Synopsis
Diego, the deaf-mute son of Mexican migrant workers, and his pseudo-yuppie sister, Helen, find their lives transformed when Helen's roommate, a dedicated AIDS nurse, discovers she has the ability for out-of-body travel.
Reviews
The river metaphor courses everywhere through this first novel by the author of the American Book Award-winning poetry collection Calendar of Dust. It's evident in the spate of words that gushes from every character, including deaf-mute Chicano Diego, who muses in dolorous torrents as he writes his life work, a suicide letter. There are characters, themes and plot elements enough for three books, let alone one, and the resultant cascade comes perilously close to overflowing the banks of potboilerdom. In El Paso, Diego misses his long-lost sister Maria Elena (aka Helen), who can't believe she deserves to be living the good life in Palo Alto, married to Eddie, a secret millionaire who misses his long-lost big brother, Jacob. Helen's nurse friend Lizzie inherits her long-lost twin brother's gift of astral travel and second sight, discovers her Mexican roots and feels mysteriously drawn to Jacob (who misses Eddie) while nursing his dying Chicano lover, who comes from El Paso. Although there are flashes of lyricism, the flood of repetitive verbiage quickly palls. Only after almost half of the characters die do the survivors reunite in El Paso. Readers who enjoy a long, involved narrative with ethnic detail may find this a good summer read. Major ad/promo; author tour.
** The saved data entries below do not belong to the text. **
/// Recursively emits one "run" of sibling marks, all nested inside
/// whatever the caller is currently inside (or top-level if `stop_pre`
/// is `None`). Relies on the chain's open-order already being a
/// preorder traversal of a well-nested forest (guaranteed by the LIFO
/// close discipline in the main scan loop).
#[allow(clippy::too_many_arguments)]
fn emit_run(
    input: &str,
    w: &Windows,
    base_kind: TextKind,
    marks: &[Mark],
    idx: &mut usize,
    stop_pre: Option<(usize, usize)>,
    cursor_wi: &mut usize,
    cursor_off: &mut usize,
    callbacks: &mut dyn ParserCallbacks,
) -> anyhow::Result<()> {
    while *idx < marks.len() {
        let m = &marks[*idx];
        let open_line = m.true_bounds.first().map(|b| b.line_number).unwrap_or(0);
        let open_pre = m.pre;
        if let Some((stop_line, stop_pre_off)) = stop_pre {
            if (open_line, open_pre) >= (stop_line, stop_pre_off) {
                break;
            }
        }

        // text from cursor up to this mark's open
        emit_text_up_to(input, w, base_kind, cursor_wi, cursor_off, find_open_wi(w, open_pre), open_pre, callbacks)?;

        if m.kind == MarkKind::Attribute {
            // shouldn't survive to replay; defensive skip
            *idx += 1;
            continue;
        }

        let span_kind = m.kind.to_span_kind();
        let detail = build_detail(input, m);
        callbacks.enter_span(span_kind, &m.true_bounds, &m.attrs, detail.as_ref())?;
        *cursor_wi = find_open_wi(w, m.true_bounds.first().map(|b| b.beg).unwrap_or(m.beg));
        *cursor_off = m.true_bounds.first().map(|b| b.beg).unwrap_or(m.beg);

        let inner_kind = inner_text_kind(span_kind, base_kind);

        *idx += 1;
        let close_line = m.true_bounds.last().unwrap().line_number;
        let close_end = m.true_bounds.last().unwrap().end;
        emit_run(input, w, inner_kind, marks, idx, Some((close_line, close_end)), cursor_wi, cursor_off, callbacks)?;

        // suppress inner text for ref/img kinds whose semantics don't carry visible text
        let suppress_text = matches!(span_kind, SpanKind::Ref | SpanKind::Img);
        if !suppress_text {
            emit_text_up_to(input, w, inner_kind, cursor_wi, cursor_off, close_line_wi(w, close_line), close_end, callbacks)?;
        }
        let last = m.true_bounds.last().unwrap();
        *cursor_wi = close_line_wi(w, last.line_number);
        *cursor_off = last.post;
        callbacks.leave_span(span_kind)?;
    }
    Ok(())
}

fn close_line_wi(w: &Windows, line: usize) -> usize {
    for wi in 0..w.len() {
        if w.line(wi) == line {
            return wi;
        }
    }
    w.len().saturating_sub(1)
}

fn inner_text_kind(span_kind: SpanKind, outer: TextKind) -> TextKind {
    match span_kind {
        SpanKind::Code => TextKind::Code,
        _ if outer == TextKind::Latex => TextKind::Latex,
        _ => TextKind::Normal,
    }
}

fn emit_text_up_to(
    input: &str,
    w: &Windows,
    kind: TextKind,
    cursor_wi: &mut usize,
    cursor_off: &mut usize,
    target_wi: usize,
    target_off: usize,
    callbacks: &mut dyn ParserCallbacks,
) -> anyhow::Result<()> {
    let _ = input;
    if *cursor_wi > target_wi || (*cursor_wi == target_wi && *cursor_off >= target_off) {
        return Ok(());
    }
    let mut bounds = Vec::new();
    if *cursor_wi == target_wi {
        bounds.push(Boundaries::new(w.line(*cursor_wi), *cursor_off, *cursor_off, target_off, target_off));
    } else {
        bounds.push(Boundaries::new(w.line(*cursor_wi), *cursor_off, *cursor_off, w.end(*cursor_wi), w.end(*cursor_wi)));
        for wi in (*cursor_wi + 1)..target_wi {
            bounds.push(Boundaries::new(w.line(wi), w.beg(wi), w.beg(wi), w.end(wi), w.end(wi)));
        }
        bounds.push(Boundaries::new(w.line(target_wi), w.beg(target_wi), w.beg(target_wi), target_off, target_off));
    }
    if bounds.iter().any(|b| b.beg < b.end) || bounds.len() == 1 {
        callbacks.text(kind, &bounds)?;
    }
    *cursor_wi = target_wi;
    *cursor_off = target_off;
    Ok(())
}

fn build_detail(input: &str, m: &Mark) -> Option<SpanDetail> {
    match m.kind {
        MarkKind::Autolink => {
            let href = m.true_bounds.first().map(|b| input[b.pre..b.end].to_string()).unwrap_or_default();
            Some(SpanDetail::Url { href, title: String::new(), alias: false })
        }
        MarkKind::Link => {
            if m.dest_end >= m.dest_start {
                Some(SpanDetail::Url { href: input[m.dest_start..m.dest_end].to_string(), title: String::new(), alias: m.alias })
            } else {
                None
            }
        }
        MarkKind::Img => {
            let src = if m.dest_end >= m.dest_start { input[m.dest_start..m.dest_end].to_string() } else { String::new() };
            Some(SpanDetail::Img { src, title: String::new(), alias: m.alias })
        }
        MarkKind::Ref | MarkKind::InsertedRef => {
            let name = if m.dest_end >= m.dest_start { input[m.dest_start..m.dest_end].to_string() } else { String::new() };
            Some(SpanDetail::Ref { name, inserted: m.kind == MarkKind::InsertedRef })
        }
        _ => None,
    }
}

#[cfg(test)]
mod tests {
    use super::*;
    use crate::model::BlockKind;
    use crate::parser::line_index::LineIndex;

    #[derive(Default)]
    struct Recorder {
        events: Vec<String>,
    }

    impl ParserCallbacks for Recorder {
        fn enter_block(&mut self, kind: BlockKind, _b: &[Boundaries], _a: &Attributes, _d: Option<&crate::model::BlockDetail>) -> anyhow::Result<()> {
            self.events.push(format!("enter_block {:?}", kind));
            Ok(())
        }
        fn leave_block(&mut self, kind: BlockKind) -> anyhow::Result<()> {
            self.events.push(format!("leave_block {:?}", kind));
            Ok(())
        }
        fn enter_span(&mut self, kind: SpanKind, _b: &[Boundaries], _a: &Attributes, _d: Option<&SpanDetail>) -> anyhow::Result<()> {
            self.events.push(format!("enter_span {:?}", kind));
            Ok(())
        }
        fn leave_span(&mut self, kind: SpanKind) -> anyhow::Result<()> {
            self.events.push(format!("leave_span {:?}", kind));
            Ok(())
        }
        fn text(&mut self, kind: TextKind, bounds: &[Boundaries]) -> anyhow::Result<()> {
            self.events.push(format!("text {:?} len={}", kind, bounds.len()));
            Ok(())
        }
    }

    fn parse_one_line_paragraph(text: &str) -> Vec<String> {
        let input = format!("{}\n", text);
        let idx = LineIndex::build(&input);
        let end = idx.find_next_line_end(&input, 0);
        let bounds = vec![Boundaries::new(0, 0, 0, end, end)];
        let mut rec = Recorder::default();
        parse_spans(&input, TextKind::Normal, &bounds, &ParseOptions::default(), &mut rec).unwrap();
        rec.events
    }

    #[test]
    fn plain_text_emits_single_text_event() {
        let events = parse_one_line_paragraph("abc");
        assert_eq!(events, vec!["text Normal len=1"]);
    }

    #[test]
    fn strong_and_em_are_detected() {
        let events = parse_one_line_paragraph("a *b* c _d_ e");
        assert!(events.contains(&"enter_span Strong".to_string()));
        assert!(events.contains(&"leave_span Strong".to_string()));
        assert!(events.contains(&"enter_span Em".to_string()));
        assert!(events.contains(&"leave_span Em".to_string()));
    }

    #[test]
    fn code_span_has_no_nested_spans() {
        let events = parse_one_line_paragraph("a `*b*` c");
        assert!(events.contains(&"enter_span Code".to_string()));
        assert!(!events.contains(&"enter_span Strong".to_string()));
    }

    #[test]
    fn link_with_trailing_attributes_attaches_not_emits() {
        let events = parse_one_line_paragraph("[see](http://x){{cls=hi}}");
        assert!(events.iter().any(|e| e == "enter_span Url"));
        assert!(!events.iter().any(|e| e.contains("Attribute")));
    }

    #[test]
    fn unclosed_emphasis_marker_is_dropped() {
        let events = parse_one_line_paragraph("a *b c");
        assert!(!events.iter().any(|e| e.contains("Strong")));
    }

}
Copyright 1995 Reed Business Information, Inc.
A very accomplished first novel defines the term riveting. Diego, unable to hear, works as cook, janitor, and waiter in a diner in El Paso, Texas; his is a poor life that brings him little happiness. His sister, Helen, clings to what she believes is a good life in California, denying her Hispanic heritage. Brother and sister have not communicated in years. Helen's best friend is an AIDS nurse, and at about the same time that she befriends a gay couple afflicted with the disease, she discovers her ability to let her mind flee her body and soar above the mundane world. One of the young gay men turns out to be the brother of her friend Helen's husband, and eventually all these characters--Diego included--are brought together into a community of hopefulness. This is a novel about individuals who are not blessed with ease and comfort but are trying to work out some sort of livable life, and it's also about the most important aspect of life, particularly in the face of losing it: the need for connectedness with family, friends, and loved ones. Despite the primacy of character over plot, the novel moves fluidly--and beautifully. Brad Hooper
Poet Saenz's first novel blends ingenuousness into an ensemble cast of betrayed, alienated, abused individuals-to mixed results. In El Paso, Diego works for less than minimum wage in a bar-restaurant, writes a never-ending suicide note, and befriends the odd and crazy. In California, his sister, Maria Helena, doffs her Mexican-American identity to pass for Helen La Greca, an Italian. Her Anglo husband Eddie's father sexually abused him, later his mother killed his father and then herself, and Eddie has rejected his first name for his middle one. Lizzie is adopted by Anglos but is, in fact, Mexican American. The characters find that, though family and national origin can make a mess of one's life, facing one's past can assuage a myriad of personal trauma. Through snappy dialog, Saenz makes this culture of interior monolog seem sunny and normal. Recommended for larger literary collections.